AHA Scientific Statement

Published in the journal Circulation, the statement concludes that the DASH diet best aligns with the AHA’s dietary guidance that includes 10 key components to improve cardiometabolic health, which refers to a group of factors that affect metabolism and the risk of heart and vascular disease. The 2021 dietary guidance emphasizes limiting unhealthy fats and reducing the consumption of excess carbohydrates.

9 Key measures of a heart-healthy diet

According to the 2021 AHA dietary guidance:

1. Include an abundance, and wide variety, of fruits and vegetables.

2. Choose mostly whole (not refined) grains.

3. Get protein from plant-based sources such as legumes and nuts; fish and seafood; low-fat or fat-free dairy products. If consuming meat or poultry, choose lean cuts.

4. Use liquid plant oils rather than tropical oils.

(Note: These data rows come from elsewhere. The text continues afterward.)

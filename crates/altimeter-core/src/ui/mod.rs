// src/ui/mod.rs
//! Altimeter UI primitives
//!
//! Shared display geometry plus the core drawable and event types used by the
//! pages.

pub mod core;

pub use self::core::{Drawable, PageEvent, PageId};

/// Display width in pixels
pub const DISPLAY_WIDTH_PX: u16 = 320;

/// Display height in pixels
pub const DISPLAY_HEIGHT_PX: u16 = 240;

5. Minimize intake of beverages and foods with added sugars.

6. Choose and prepare foods with little or no salt.

7. If you do not drink alcohol, don’t start. If you choose to drink alcohol, limit intake.

8. Choose minimally processed foods instead of ultra-processed foods.

9. Adhere to this guidance wherever food is prepared or consumed. 

*A 10th factor — “eating to achieve a proper energy balance to maintain a healthy weight” — was not included in the review since this is influenced by factors other than dietary choices.

Source: American Heart Association

“The number of different, popular dietary patterns has proliferated in recent years, and the amount of misinformation about them on social media has reached critical levels,” Christopher D. Gardner, chair of the writing committee for the new scientific statement and a professor at Stanford University School of Medicine, said in a statement.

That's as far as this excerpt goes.